基礎 心血管病進展に関わるRAA系シグナル

赤澤宏

CARDIAC PRACTICE Vol.32 No.2, 15-20, 2022

レニン・アンジオテンシン・アルドステロン(renin-angiotensin-aldosterone:RAA)系の研究は100年以上の歴史を有する。RAA系は古典的な概念に加えて,新しい調節機構や作用機序が次々と明らかになり,その研究は深みと拡がりが増してきた。また,RAA系のさまざまなレベルでの阻害薬がすでに臨床応用されており,RAA系の研究は基礎研究から始まり大規模臨床試験での有効性の評価に至るまで,多岐にわたって展開してきた。
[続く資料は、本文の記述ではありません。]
use std::collections::{BTreeMap, BTreeSet};

use chrono::NaiveDate;
use serde::Serialize;

use crate::error::CompareError;
use crate::models::{
    DailyComparison, FlowRecord, GroupDay, GroupMember, HourlyComparison, SideTotals, StoreHour,
    WinTally, Winner,
};

#[derive(Debug, Clone, PartialEq, Eq)]
pub struct Group {
    pub name: String,
    pub stores: Vec<String>,
}

impl Group {
    pub fn new(name: impl Into<String>, stores: Vec<String>) -> Self {
        Self {
            name: name.into(),
            stores,
        }
    }

    fn contains(&self, store: &str) -> bool {
        self.stores.iter().any(|s| s == store)
    }

    pub fn without(&self, other: &Group) -> Group {
        Group {
            name: self.name.clone(),
            stores: self
                .stores
                .iter()
                .filter(|s| !other.contains(s))
                .cloned()
                .collect(),
        }
    }
}

#[derive(Debug, Clone, PartialEq, Serialize)]
pub struct HourlyReport {
    pub totals: SideTotals,
    pub rows: Vec<HourlyComparison>,
    pub tally: WinTally,
}

#[derive(Debug, Clone, PartialEq, Serialize)]
pub struct DailyReport {
    pub totals: SideTotals,
    pub rows: Vec<DailyComparison>,
}

#[derive(Debug, Clone, PartialEq, Serialize)]
pub struct GroupDailyReport {
    pub totals: SideTotals,
    pub rows: Vec<GroupDay>,
    pub composition: Vec<GroupMember>,
}

#[derive(Debug, Clone, PartialEq, Serialize)]
pub struct GroupHourlyReport {
    #[serde(flatten)]
    pub hourly: HourlyReport,
    pub composition: Vec<GroupMember>,
}

pub fn side_totals(
    records: &[FlowRecord],
    label_a: &str,
    in_a: impl Fn(&FlowRecord) -> bool,
    label_b: &str,
    in_b: impl Fn(&FlowRecord) -> bool,
) -> SideTotals {
    let sum = |pred: &dyn Fn(&FlowRecord) -> bool| -> f64 {
        records
            .iter()
            .filter(|r| pred(*r))
            .filter_map(|r| r.flow)
            .sum()
    };
    let total_a = sum(&in_a);
    let total_b = sum(&in_b);
    let delta = total_a - total_b;

    SideTotals {
        label_a: label_a.to_string(),
        label_b: label_b.to_string(),
        total_a,
        total_b,
        delta,
        delta_pct: (total_b > 0.0).then(|| delta / total_b * 100.0),
    }
}

pub fn pair_hourly(records: &[FlowRecord], a: &str, b: &str) -> Result<HourlyReport, CompareError> {
    check_pair(a, b)?;
    let totals = side_totals(records, a, |r| r.store == a, b, |r| r.store == b);
    let hours_a = sums_by(records, |r| r.store == a, |r| r.hour);
    let hours_b = sums_by(records, |r| r.store == b, |r| r.hour);
    ensure_sides(&hours_a, a, &hours_b, b)?;

    let (rows, tally) = hourly_rows(&hours_a, &hours_b);
    Ok(HourlyReport { totals, rows, tally })
}

pub fn pair_daily(records: &[FlowRecord], a: &str, b: &str) -> Result<DailyReport, CompareError> {
    check_pair(a, b)?;
    let totals = side_totals(records, a, |r| r.store == a, b, |r| r.store == b);
    let days_a = sums_by(records, |r| r.store == a, |r| r.date);
    let days_b = sums_by(records, |r| r.store == b, |r| r.date);
    ensure_sides(&days_a, a, &days_b, b)?;

    Ok(DailyReport {
        totals,
        rows: daily_rows(&days_a, &days_b),
    })
}

pub fn overlay_hourly(records: &[FlowRecord], stores: &[String]) -> Result<Vec<StoreHour>, CompareError> {
    let selected: BTreeSet<&str> = stores.iter().map(String::as_str).collect();
    if selected.len() < 2 {
        return Err(CompareError::TooFewStores(selected.len()));
    }

    let mut sums: BTreeMap<(&str, i64), f64> = BTreeMap::new();
    for record in records {
        let Some(hour) = record.hour else { continue };
        if selected.contains(record.store.as_str()) {
            *sums.entry((record.store.as_str(), hour)).or_insert(0.0) += record.flow.unwrap_or(0.0);
        }
    }
    if sums.is_empty() {
        return Err(CompareError::NoData);
    }

    Ok(sums
        .into_iter()
        .map(|((store, hour), flow)| StoreHour {
            store: store.to_string(),
            hour,
            flow,
        })
        .collect())
}

pub fn groups_hourly(
    records: &[FlowRecord],
    a: &Group,
    b: &Group,
) -> Result<GroupHourlyReport, CompareError> {
    let b = check_groups(a, b)?;
    let totals = side_totals(records, &a.name, |r| a.contains(&r.store), &b.name, |r| {
        b.contains(&r.store)
    });
    let hours_a = sums_by(records, |r| a.contains(&r.store), |r| r.hour);
    let hours_b = sums_by(records, |r| b.contains(&r.store), |r| r.hour);
    ensure_sides(&hours_a, &a.name, &hours_b, &b.name)?;

    let (rows, tally) = hourly_rows(&hours_a, &hours_b);
    Ok(GroupHourlyReport {
        hourly: HourlyReport { totals, rows, tally },
        composition: composition(a, &b),
    })
}

pub fn groups_daily(
    records: &[FlowRecord],
    a: &Group,
    b: &Group,
) -> Result<GroupDailyReport, CompareError> {
    let b = check_groups(a, b)?;
    let totals = side_totals(records, &a.name, |r| a.contains(&r.store), &b.name, |r| {
        b.contains(&r.store)
    });
    let days_a = sums_by(records, |r| a.contains(&r.store), |r| r.date);
    let days_b = sums_by(records, |r| b.contains(&r.store), |r| r.date);

    let mut rows: Vec<GroupDay> = Vec::with_capacity(days_a.len() + days_b.len());
    for (group, days) in [(&a.name, &days_a), (&b.name, &days_b)] {
        rows.extend(days.iter().map(|(date, flow)| GroupDay {
            group: group.clone(),
            date: *date,
            flow: *flow,
        }));
    }
    if rows.is_empty() {
        return Err(CompareError::NoData);
    }
    rows.sort_by(|x, y| x.group.cmp(&y.group).then(x.date.cmp(&y.date)));

    Ok(GroupDailyReport {
        totals,
        rows,
        composition: composition(a, &b),
    })
}

pub fn composition(a: &Group, b: &Group) -> Vec<GroupMember> {
    [a, b]
        .into_iter()
        .flat_map(|g| {
            g.stores.iter().map(move |store| GroupMember {
                group: g.name.clone(),
                store: store.clone(),
            })
        })
        .collect()
}

fn check_pair(a: &str, b: &str) -> Result<(), CompareError> {
    if a == b {
        return Err(CompareError::SameStore);
    }
    Ok(())
}

fn check_groups(a: &Group, b: &Group) -> Result<Group, CompareError> {
    if a.name == b.name {
        return Err(CompareError::SameGroupName(a.name.clone()));
    }
    let b = b.without(a);
    for group in [a, &b] {
        if group.stores.is_empty() {
            return Err(CompareError::EmptyGroup(group.name.clone()));
        }
    }
    Ok(b)
}

fn ensure_sides<K>(
    a: &BTreeMap<K, f64>,
    label_a: &str,
    b: &BTreeMap<K, f64>,
    label_b: &str,
) -> Result<(), CompareError> {
    if a.is_empty() {
        return Err(CompareError::MissingSide(label_a.to_string()));
    }
    if b.is_empty() {
        return Err(CompareError::MissingSide(label_b.to_string()));
    }
    Ok(())
}

fn sums_by<K: Ord + Copy>(
    records: &[FlowRecord],
    pred: impl Fn(&FlowRecord) -> bool,
    key: impl Fn(&FlowRecord) -> Option<K>,
) -> BTreeMap<K, f64> {
    let mut sums = BTreeMap::new();
    for record in records.iter().filter(|r| pred(*r)) {
        if let Some(k) = key(record) {
            *sums.entry(k).or_insert(0.0) += record.flow.unwrap_or(0.0);
        }
    }
    sums
}

fn union_keys<K: Ord + Copy>(a: &BTreeMap<K, f64>, b: &BTreeMap<K, f64>) -> BTreeSet<K> {
    a.keys().chain(b.keys()).copied().collect()
}

fn hourly_rows(a: &BTreeMap<i64, f64>, b: &BTreeMap<i64, f64>) -> (Vec<HourlyComparison>, WinTally) {
    let mut tally = WinTally::default();
    let rows = union_keys(a, b)
        .into_iter()
        .map(|hour| {
            let flow_a = a.get(&hour).copied().unwrap_or(0.0);
            let flow_b = b.get(&hour).copied().unwrap_or(0.0);
            let delta = flow_a - flow_b;
            let winner = Winner::from_delta(delta);
            match winner {
                Winner::A => tally.hours_a += 1,
                Winner::B => tally.hours_b += 1,
                Winner::Tie => tally.ties += 1,
            }
            HourlyComparison {
                hour,
                flow_a,
                flow_b,
                delta,
                winner,
            }
        })
        .collect();
    (rows, tally)
}

fn daily_rows(a: &BTreeMap<NaiveDate, f64>, b: &BTreeMap<NaiveDate, f64>) -> Vec<DailyComparison> {
    union_keys(a, b)
        .into_iter()
        .map(|date| {
            let flow_a = a.get(&date).copied().unwrap_or(0.0);
            let flow_b = b.get(&date).copied().unwrap_or(0.0);
            DailyComparison {
                date,
                flow_a,
                flow_b,
                delta: flow_a - flow_b,
            }
        })
        .collect()
}

#[cfg(test)]
mod tests {
    use super::*;

    fn record(store: &str, day: u32, hour: i64, flow: f64) -> FlowRecord {
        FlowRecord {
            company: "A".to_string(),
            store: store.to_string(),
            store_id: "1".to_string(),
            date: NaiveDate::from_ymd_opt(2024, 1, day),
            hour: Some(hour),
            flow: Some(flow),
        }
    }

    fn sample() -> Vec<FlowRecord> {
        vec![
            record("A", 1, 9, 10.0),
            record("A", 1, 10, 5.0),
            record("A", 2, 9, 10.0),
            record("B", 1, 9, 12.0),
            record("B", 1, 11, 3.0),
            record("C", 2, 10, 5.0),
        ]
    }

    fn names(values: &[&str]) -> Vec<String> {
        values.iter().map(|v| v.to_string()).collect()
    }

    #[test]
    fn same_store_is_rejected() {
        assert_eq!(pair_hourly(&sample(), "A", "A"), Err(CompareError::SameStore));
        assert_eq!(pair_daily(&sample(), "B", "B").unwrap_err(), CompareError::SameStore);
    }

    #[test]
    fn pair_hourly_fills_missing_hours_and_tallies() {
        let report = pair_hourly(&sample(), "A", "B").unwrap();
        assert_eq!(report.totals.total_a, 25.0);
        assert_eq!(report.totals.total_b, 15.0);
        assert_eq!(report.totals.delta, 10.0);
        assert!((report.totals.delta_pct.unwrap() - 66.666).abs() < 0.01);

        let hours: Vec<(i64, f64, f64, Winner)> = report
            .rows
            .iter()
            .map(|r| (r.hour, r.flow_a, r.flow_b, r.winner))
            .collect();
        assert_eq!(
            hours,
            vec![
                (9, 20.0, 12.0, Winner::A),
                (10, 5.0, 0.0, Winner::A),
                (11, 0.0, 3.0, Winner::B),
            ]
        );
        assert_eq!(
            report.tally,
            WinTally {
                hours_a: 2,
                hours_b: 1,
                ties: 0
            }
        );
    }

    #[test]
    fn missing_side_is_reported() {
        let err = pair_hourly(&sample(), "A", "Z").unwrap_err();
        assert_eq!(err, CompareError::MissingSide("Z".to_string()));
    }

    #[test]
    fn delta_pct_absent_when_b_has_no_flow() {
        let totals = side_totals(&sample(), "A", |r| r.store == "A", "Z", |r| r.store == "Z");
        assert_eq!(totals.total_b, 0.0);
        assert_eq!(totals.delta_pct, None);
    }

    #[test]
    fn pair_daily_aligns_dates() {
        let report = pair_daily(&sample(), "A", "C").unwrap();
        assert_eq!(report.rows.len(), 2);
        assert_eq!((report.rows[0].flow_a, report.rows[0].flow_b), (15.0, 0.0));
        assert_eq!((report.rows[1].flow_a, report.rows[1].delta), (10.0, 5.0));
    }

    #[test]
    fn overlay_needs_two_stores() {
        assert_eq!(
            overlay_hourly(&sample(), &names(&["A", "A"])),
            Err(CompareError::TooFewStores(1))
        );
        let rows = overlay_hourly(&sample(), &names(&["A", "C"])).unwrap();
        assert_eq!(rows.len(), 3);
        assert_eq!((rows[0].store.as_str(), rows[0].hour, rows[0].flow), ("A", 9, 20.0));
        assert_eq!((rows[2].store.as_str(), rows[2].hour), ("C", 10));
    }

    #[test]
    fn groups_reject_empty_and_overlapping_sides() {
        let a = Group::new("Grupo A", names(&["A"]));
        let empty = Group::new("Grupo B", vec![]);
        assert_eq!(
            groups_hourly(&sample(), &a, &empty).unwrap_err(),
            CompareError::EmptyGroup("Grupo B".to_string())
        );

        let overlapping = Group::new("Grupo B", names(&["A"]));
        assert_eq!(
            groups_daily(&sample(), &a, &overlapping).unwrap_err(),
            CompareError::EmptyGroup("Grupo B".to_string())
        );

        let same_name = Group::new("Grupo A", names(&["B"]));
        assert!(matches!(
            groups_hourly(&sample(), &a, &same_name),
            Err(CompareError::SameGroupName(_))
        ));
    }

    #[test]
    fn groups_hourly_sums_member_stores() {
        let a = Group::new("Norte", names(&["A"]));
        let b = Group::new("Sul", names(&["A", "B", "C"]));
        let report = groups_hourly(&sample(), &a, &b).unwrap();
        assert_eq!(report.hourly.totals.total_a, 25.0);
        assert_eq!(report.hourly.totals.total_b, 20.0);
        let hour10 = report.hourly.rows.iter().find(|r| r.hour == 10).unwrap();
        assert_eq!((hour10.flow_a, hour10.flow_b, hour10.winner), (5.0, 5.0, Winner::Tie));
        assert_eq!(report.hourly.tally.ties, 1);
        assert_eq!(report.composition.len(), 3);
        assert!(report.composition.iter().all(|m| !(m.group == "Sul" && m.store == "A")));
    }

    #[test]
    fn groups_daily_is_long_format() {
        let a = Group::new("Grupo A", names(&["A"]));
        let b = Group::new("Grupo B", names(&["B", "C"]));
        let report = groups_daily(&sample(), &a, &b).unwrap();
        let rows: Vec<(&str, u32, f64)> = report
            .rows
            .iter()
            .map(|r| (r.group.as_str(), chrono::Datelike::day(&r.date), r.flow))
            .collect();
        assert_eq!(
            rows,
            vec![
                ("Grupo A", 1, 15.0),
                ("Grupo A", 2, 10.0),
                ("Grupo B", 1, 15.0),
                ("Grupo B", 2, 5.0),
            ]
        );
    }
}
これほどまでに長年にわたって多くの研究者を魅了してきた第一の要因として,研究手法の発達によりRAA系の制御機構が分子レベルで次々と明らかになるとともに,RAA系の疾患発症との関わりが優れた動物モデルを用いて実験によって証明されるなど,基礎研究の領域が活気を持ち続けた点があげられる。さらに,阻害薬の開発や応用により,RAA系の臨床的重要性が確認されるとともに,ますます広く認識されてきたという点も重要であろう。
「KEY WORDS」ACE阻害薬,ARB,インバースアゴニスト,心肥大,線維化

※記事の内容は雑誌掲載時のものです。